Considering all the clubs’ pre-season targets and/or altered expectations through the linear narrative of the campaign, given this very specific state of affairs, the joy at season’s end would be reserved for Man City, West Ham and Leeds fans, while the rest would be left to wallow in a chasm of self pity. Even if the table stays exactly as is, Leicester fans could be added to the triumphant trio and United would make it a party of five if they overcome Villarreal, but still, that’s a whole lot of misery besides.
No team in the bottom half will be content with their position. Unless you’re Norwich of 2019-20, relegation is an obvious cause of misery. Brighton’s position of eighth in the xG table is enough to have them feeling glum, though not as glum as Newcastle fans, who are the authority on glumness. Burnley fans presumably just exist without emotion, like the incredible but incidental team they support.
Southampton were tipped for big things and Ralph Hasenhuttl even bigger, but they’ve been little more than Premier League fluff, like Crystal Palace, whose fans are keen to get rid of Roy Hodgson but terrified of what will happen if Frank Lampard replaces him.

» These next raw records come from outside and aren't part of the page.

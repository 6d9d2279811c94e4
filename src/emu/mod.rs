mod chip8;
mod execute;
mod font;
mod opcode;
pub mod rom;
mod runner;
mod types;

pub use chip8::*;
pub use font::*;
pub use opcode::*;
pub use runner::*;
pub use types::*;
use rand::Rng;

use super::{
    Chip8, Chip8Error, DISPLAY_X, DISPLAY_Y, FONT_GLYPH_SIZE, FONT_START_ADDRESS, Opcode,
    OpcodeAlu, STACK_DEPTH, StepResult,
};
use crate::u4;

/// Highest address reachable through the 12-bit index register.
const INDEX_LIMIT: u32 = 0x0FFF;

impl Chip8 {
    pub(crate) fn execute(&mut self, opcode: Opcode) -> Result<StepResult, Chip8Error> {
        self.pc = self.pc.wrapping_add(2);

        match opcode {
            Opcode::ClearDisplay => {
                self.display.fill(false);
                self.redraw = true;
                return Ok(StepResult::Redraw);
            }
            Opcode::Jump { nnn } => {
                self.pc = nnn;
            }
            Opcode::JumpWithOffset { nnn } => {
                self.pc = nnn.wrapping_add(self.v[0].into());
            }
            Opcode::Call { nnn } => {
                if self.stack.len() >= STACK_DEPTH {
                    return Err(Chip8Error::StackOverflow { depth: STACK_DEPTH });
                }
                self.stack.push(self.pc);
                self.pc = nnn;
            }
            Opcode::Return => {
                self.pc = self.stack.pop().ok_or(Chip8Error::StackUnderflow)?;
            }
            Opcode::SkipRegEqualImm { x, nn } => {
                self.skip_if(self.v[x] == nn);
            }
            Opcode::SkipRegNotEqualImm { x, nn } => {
                self.skip_if(self.v[x] != nn);
            }
            Opcode::SkipRegEqualReg { x, y } => {
                self.skip_if(self.v[x] == self.v[y]);
            }
            Opcode::SkipRegNotEqualReg { x, y } => {
                self.skip_if(self.v[x] != self.v[y]);
            }
            Opcode::SetRegImm { x, nn } => {
                self.v[x] = nn;
            }
            Opcode::AddRegImm { x, nn } => {
                self.v[x] = self.v[x].wrapping_add(nn);
            }
            Opcode::Alu { x, y, op } => {
                self.execute_alu(x, y, op);
            }
            Opcode::Random { x, nn } => {
                let rand_byte: u8 = self.rng.random();
                self.v[x] = rand_byte & nn;
            }
            Opcode::SetIndexImm { nnn } => {
                self.i = nnn;
            }
            Opcode::AddIndexReg { x } => {
                let vx = self.v[x];
                let overflow = u32::from(self.i) + u32::from(vx) > INDEX_LIMIT;
                // Saturate so an out-of-range I can never wrap back into memory.
                self.i = self.i.saturating_add(vx.into());
                self.v[0xF] = overflow as u8;
            }
            Opcode::Draw { x, y, n } => {
                return self.execute_draw(x, y, n);
            }
            Opcode::SkipIfPressed { x } => {
                self.skip_if(self.keypad[u4::from_low_bits(self.v[x])]);
            }
            Opcode::SkipIfNotPressed { x } => {
                self.skip_if(!self.keypad[u4::from_low_bits(self.v[x])]);
            }
            Opcode::WaitForKey { x } => {
                return Ok(self.execute_wait_for_key(x));
            }
            Opcode::ReadDelayTimer { x } => {
                self.v[x] = self.delay_timer;
            }
            Opcode::SetDelayTimer { x } => {
                self.delay_timer = self.v[x];
            }
            Opcode::SetSoundTimer { x } => {
                self.sound_timer = self.v[x];
            }
            Opcode::FontChar { x } => {
                self.i = FONT_START_ADDRESS as u16 + u16::from(self.v[x]) * FONT_GLYPH_SIZE as u16;
            }
            Opcode::Bcd { x } => {
                let value = self.v[x];
                let digits = [value / 100, (value / 10) % 10, value % 10];
                self.mem_range(self.i, digits.len())?
                    .copy_from_slice(&digits);
            }
            Opcode::StoreRegs { x } => {
                let count = usize::from(x) + 1;
                let regs = self.v;
                self.mem_range(self.i, count)?
                    .copy_from_slice(&regs[..count]);
                self.i = self.i.wrapping_add(count as u16);
            }
            Opcode::LoadRegs { x } => {
                let count = usize::from(x) + 1;
                let mut regs = [0; 16];
                regs[..count].copy_from_slice(self.mem_range(self.i, count)?);
                self.v[..count].copy_from_slice(&regs[..count]);
                self.i = self.i.wrapping_add(count as u16);
            }
            Opcode::Unknown(opcode) => {
                let address = self.pc.wrapping_sub(2);
                log::warn!("Skipping unknown opcode {:04X} at {:#05X}", opcode, address);
                return Ok(StepResult::UnknownOpcode { opcode, address });
            }
        };

        Ok(StepResult::Continue)
    }

    /// Skips the next instruction. The program counter already points past the current one.
    fn skip_if(&mut self, condition: bool) {
        if condition {
            self.pc = self.pc.wrapping_add(2);
        }
    }

    // Shifts take their operand from VX. When X is F the flag overwrites the result.
    fn execute_alu(&mut self, x: u4, y: u4, op: OpcodeAlu) {
        match op {
            OpcodeAlu::Set => self.v[x] = self.v[y],
            OpcodeAlu::Or => self.v[x] |= self.v[y],
            OpcodeAlu::And => self.v[x] &= self.v[y],
            OpcodeAlu::Xor => self.v[x] ^= self.v[y],
            OpcodeAlu::Add => {
                let (res, overflow) = self.v[x].overflowing_add(self.v[y]);
                self.v[x] = res;
                self.v[0xF] = if overflow { 1 } else { 0 };
            }
            OpcodeAlu::Sub => {
                let (res, borrow) = self.v[x].overflowing_sub(self.v[y]);
                self.v[x] = res;
                self.v[0xF] = if borrow { 0 } else { 1 }; // Notice that borrow is inverted
            }
            OpcodeAlu::SubReverse => {
                let (res, borrow) = self.v[y].overflowing_sub(self.v[x]);
                self.v[x] = res;
                self.v[0xF] = if borrow { 0 } else { 1 };
            }
            OpcodeAlu::ShiftRight => {
                let lsb = self.v[x] & 1;
                self.v[x] >>= 1;
                self.v[0xF] = lsb;
            }
            OpcodeAlu::ShiftLeft => {
                let msb = (self.v[x] >> 7) & 1;
                self.v[x] <<= 1;
                self.v[0xF] = msb;
            }
        }
    }

    /// XORs an N-row sprite onto the display.
    ///
    /// Sprites wrap around both screen edges: a pixel pushed past the right
    /// edge reappears on the left, one pushed past the bottom reappears at the top.
    fn execute_draw(&mut self, x: u4, y: u4, n: u4) -> Result<StepResult, Chip8Error> {
        let x_pos = self.v[x] as usize;
        let y_pos = self.v[y] as usize;

        // Read every row up front so a bad I leaves the display untouched.
        let rows = usize::from(n);
        let mut sprite = [0u8; 15];
        sprite[..rows].copy_from_slice(self.mem_range(self.i, rows)?);

        let mut any_erased = false;
        for (row, &sprite_byte) in sprite[..rows].iter().enumerate() {
            let py = (y_pos + row) % DISPLAY_Y;

            for col in 0..8 {
                // If current sprite bit is non-zero
                if (sprite_byte & (0x80 >> col)) != 0 {
                    let px = (x_pos + col) % DISPLAY_X;
                    let pixel = &mut self.display[px + py * DISPLAY_X];

                    // Flip the pixel
                    *pixel ^= true;

                    if !*pixel {
                        any_erased = true;
                    }
                }
            }
        }

        self.v[0xF] = if any_erased { 1 } else { 0 };
        self.redraw = true;
        Ok(StepResult::Redraw)
    }

    fn execute_wait_for_key(&mut self, x: u4) -> StepResult {
        if let Some(key) = self.keypad.iter().position(|&pressed| pressed) {
            self.v[x] = key as u8;
            return StepResult::Continue;
        }

        // Repeat this instruction until a key is pressed
        self.pc = self.pc.wrapping_sub(2);
        StepResult::WaitingForKey
    }
}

Wolves being 12th is an excellent example of just how bad the teams below them have been, as we’re convinced they haven’t won a game all season, and Aston Villa would have taken 11th were it offered to them on day one, but will be kicking themselves having drifted away from European contention with a whimper.
Villa’s tale would be similar to Everton’s: a strong start shifted the narrative in a positive direction, making the atrophy all the more frustrating and painful. Along with the ‘what might have beens’ – a group to which Leicester must also regrettably belong – are the ‘what should have beens’. Liverpool had their sights set on the title and now mere Champions League qualification – placatory though it would be – is a jazz mag and a box of tissues compared to the bed-shaking marathon they hoped would continue. Tottenham were presumably targeting an undervalued but commendable second place. And Lampard built a squad to win it all before Roman Abramovich realised – too late – that it wasn’t the materials but the builder that was the problem.

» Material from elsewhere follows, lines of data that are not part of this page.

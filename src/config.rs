//! Configuration loader and schema types.
//!
//! This module exposes the configuration schema used to drive runtime
//! behavior and helpers to load configuration from disk.

mod load;
mod schema;

pub use schema::*;

#[cfg(test)]
mod tests;
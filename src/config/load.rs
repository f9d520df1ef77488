use std::{env, path::PathBuf};

use super::schema::Settings;

/// Configuration loading helpers.
///
/// `Settings::load` tries environment variables first (prefix `CALANDO__`), then an
/// optional config file and falls back to struct defaults.
impl Settings {
    /// Load settings from environment and optional config file.
    pub fn load() -> Result<Self, ::config::ConfigError> {
        let config_path = resolve_config_path();

        let mut builder = ::config::Config::builder();

        if let Some(path) = &config_path {
            builder = builder.add_source(::config::File::from(path.as_path()).required(false));
        }

        builder = builder.add_source(
            ::config::Environment::with_prefix("CALANDO")
                .separator("__")
                .try_parsing(true),
        );

        let cfg = builder.build()?;
        let settings: Settings = cfg.try_deserialize()?;
        Ok(settings)
    }

    /// Perform basic validation checks on loaded settings.
    pub fn validate(&self) -> Result<(), String> {
        if !(self.audio.fade_step > 0.0 && self.audio.fade_step <= 1.0) {
            return Err("audio.fade_step must be in (0, 1]".to_string());
        }
        if self.audio.fade_tick_ms == 0 {
            return Err("audio.fade_tick_ms must be >= 1".to_string());
        }
        if !(self.controls.volume_step > 0.0 && self.controls.volume_step <= 1.0) {
            return Err("controls.volume_step must be in (0, 1]".to_string());
        }
        Ok(())
    }
}

/// Resolve the config path from `CALANDO_CONFIG_PATH` or XDG defaults.
pub fn resolve_config_path() -> Option<PathBuf> {
    if let Some(p) = env::var_os("CALANDO_CONFIG_PATH") {
        let p = PathBuf::from(p);
        return Some(p);
    }
    default_config_path()
}

/// Compute the default config path under `$XDG_CONFIG_HOME/calando/config.toml`
/// or `~/.config/calando/config.toml` when `XDG_CONFIG_HOME` is not set.
pub fn default_config_path() -> Option<PathBuf> {
    let config_home = if let Some(xdg) = env::var_os("XDG_CONFIG_HOME") {
        Some(PathBuf::from(xdg))
    } else if let Some(home) = env::var_os("HOME") {
        Some(PathBuf::from(home).join(".config"))
    } else {
        None
    };

    config_home.map(|d| d.join("calando").join("config.toml"))
}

And then we have Arsenal, the ‘what should have beens but actually shouldn’t because their fanciful fans are judging a very average squad – who are in exactly the position their talent merits – against those of a bygone era’.

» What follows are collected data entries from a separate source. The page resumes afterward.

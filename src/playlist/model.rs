//! Playlist model types: `Track`, the `Playlist` and its navigation lookups.
//!
//! The navigation helpers are pure functions over the list length so both the
//! UI and the audio thread can share them without sharing the list itself.

use std::path::PathBuf;
use std::time::Duration;

/// A single playlist entry. Immutable once scanned.
#[derive(Clone)]
pub struct Track {
    pub path: PathBuf,
    pub title: String,
    pub artist: Option<String>,
    pub album: Option<String>,
    pub duration: Option<Duration>,
    pub display: String,
}

/// Index of the entry after `current`, wrapping last -> first.
/// With no current entry, starts at the first. Used by manual navigation only.
pub fn next_wrapping(len: usize, current: Option<usize>) -> Option<usize> {
    if len == 0 {
        return None;
    }
    match current {
        Some(i) if i + 1 < len => Some(i + 1),
        Some(_) => Some(0),
        None => Some(0),
    }
}

/// Index of the entry before `current`, wrapping first -> last.
/// With no current entry, starts at the last. Used by manual navigation only.
pub fn prev_wrapping(len: usize, current: Option<usize>) -> Option<usize> {
    if len == 0 {
        return None;
    }
    match current {
        Some(0) | None => Some(len - 1),
        Some(i) => Some(i - 1),
    }
}

/// Index of the entry after `current` without wrapping.
/// Used by natural end-of-track advance: `None` on the last entry.
pub fn successor(len: usize, current: usize) -> Option<usize> {
    if current + 1 < len { Some(current + 1) } else { None }
}

/// The ordered track list plus the single "now loaded" marker.
///
/// The marker is the only mutable state here; the tracks themselves are never
/// touched after construction.
pub struct Playlist {
    tracks: Vec<Track>,
    selected: Option<usize>,
}

impl Playlist {
    pub fn new(tracks: Vec<Track>) -> Self {
        Self {
            tracks,
            selected: None,
        }
    }

    pub fn len(&self) -> usize {
        self.tracks.len()
    }

    pub fn is_empty(&self) -> bool {
        self.tracks.is_empty()
    }

    pub fn tracks(&self) -> &[Track] {
        &self.tracks
    }

    pub fn get(&self, i: usize) -> Option<&Track> {
        self.tracks.get(i)
    }

    /// The single marked entry, if any.
    pub fn selected(&self) -> Option<usize> {
        self.selected
    }

    /// Mark `i` as the loaded entry. Out-of-range indices are ignored so the
    /// marker can never point outside the list.
    pub fn select(&mut self, i: usize) {
        if i < self.tracks.len() {
            self.selected = Some(i);
        }
    }

    pub fn clear_selection(&mut self) {
        self.selected = None;
    }

    pub fn next_wrapping(&self, current: Option<usize>) -> Option<usize> {
        next_wrapping(self.tracks.len(), current)
    }

    pub fn prev_wrapping(&self, current: Option<usize>) -> Option<usize> {
        prev_wrapping(self.tracks.len(), current)
    }

    pub fn successor(&self, current: usize) -> Option<usize> {
        successor(self.tracks.len(), current)
    }
}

It makes little sense that 17 teams are underperforming. In a totally unbiased scenario, levels of underperformance must be matched by overperformance, right? That doesn’t mean one team has to be as bad as the other is good, it could be that the huge overachievement of one club is equalled by the smaller underachievements of three others, for example. But even with Leeds’ excellent season and more so West Ham’s, who have gone far beyond what anyone would have expected of them, those combined ‘plus points’ get nowhere near matching the minuses of 17 others, do they?
We must surely, simply be expecting too much. And that is the impossibility of the winners narrative: this belief not just from fans of a specific club, but most people watching that club, that they should be doing a lot better than they are, despite the obvious absolute unfeasibility of all clubs doing better than they are. It’s the problem with all of these narratives in football. They all provide false hope of some sort and they very rarely play out as forecast.
It’s lovely, the whimsical belief; it can power us through adversity, and particularly in Covid times that’s no bad thing. But it does of course, leave the vast majority of us with feelings of melancholy come the end of the season. For some fans perhaps it’s time to reassess what success actually looks like, for others this will be a season to take on the chin in the knowledge that fresh, probably unjustified, hope will return on August 14.
And just remember Leeds, West Ham and City fans – sitting their smugly – you’ll almost certainly be one of the 17 in a year’s time. Or even one of 20. It’s headed that way.